In this task, we are provided with several types of stickers, where each type corresponds to a sticker bearing a single lowercase English word. Our objective is to assemble a specified string, referred to as the target, by strategically extracting individual letters from an unlimited supply of these stickers. The goal is to ascertain the minimal count of stickers required to construct the target string precisely. The process involves cutting out letters from the stickers, which may then be rearranged to form the target. If it is infeasible to spell out the target using the available stickers, the output should be -1. Note that the stickers stem from a set that includes the most commonly used words in the English language, and the target itself consists of concatenated common words.

Examples

Example 1

Input:

stickers = ["with","example","science"], target = "thehat"

Output:

3

Explanation:

We can use 2 "with" stickers, and 1 "example" sticker.
After cutting and rearrange the letters of those stickers, we can form the target "thehat".
Also, this is the minimum number of stickers necessary to form the target string.

Example 2

Input:

stickers = ["notice","possible"], target = "basicbasic"

Output:

-1
Explanation:
We cannot form the target "basicbasic" from cutting letters from the given stickers.

Constraints

  • n == stickers.length
  • 1 <= n <= 50
  • 1 <= stickers[i].length <= 10
  • 1 <= target.length <= 15
  • stickers[i] and target consist of lowercase English letters.

Approach and Intuition

To address the problem of finding the minimum number of stickers needed to form the target string, consider the following logical steps:

  1. Initial Setup:

    • Convert the list of stickers into a more usable format, such as a list of character counts for each sticker.
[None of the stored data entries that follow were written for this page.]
// ============================================================================
// Module : api
// ============================================================================
// Ce module contient le client de l'API de taux de change (Frankfurter)
// ============================================================================

pub mod frankfurter;  // Client API Frankfurter

// Re-export des éléments principaux
pub use frankfurter::{FrankfurterClient, DEFAULT_BASE_URL};
// ============================================================================
// Module : ui
// ============================================================================
// Gère toute l'interface utilisateur (Terminal User Interface)
// ============================================================================

pub mod events;     // Gestion des événements clavier
pub mod dashboard;  // Rendu de la page (routing, header, footer)
pub mod converter;  // Carte du convertisseur
pub mod live_rates; // Carte des taux en direct

// Re-exports pour simplifier les imports
pub use events::{Event, EventHandler};
pub use dashboard::render;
This conversion allows for easier computation of how many of each letter each sticker can provide.

  2. Dynamic Programming Approach:

    • Implement a dynamic programming technique where the state represents the current remainder of the target that needs to be formed. The value associated with each state will reflect the minimum number of stickers required to achieve that state.

  3. Recursive Backtracking with Memoization:

    • Use a recursive function to try every possible combination of stickers to form the target. At each stage of recursion, attempt to use one sticker and recursively solve for the new reduced target. Additionally, store the results of previous computations in a memoization table to avoid redundant calculations.

  4. Base Case and Recursion:

    • The base case for the recursion occurs when the target string is empty, meaning no stickers are needed, hence a return value of 0.
    • For each recursive call, if using a particular sticker results in forming some part of the target, recursively solve for the remaining part of the target.

  5. Handling Impossible Cases:

    • If no progress can be made with any sticker (i.e., they do not help in reducing the size of the target), return an indication that forming the target is impossible with the given stickers by returning -1.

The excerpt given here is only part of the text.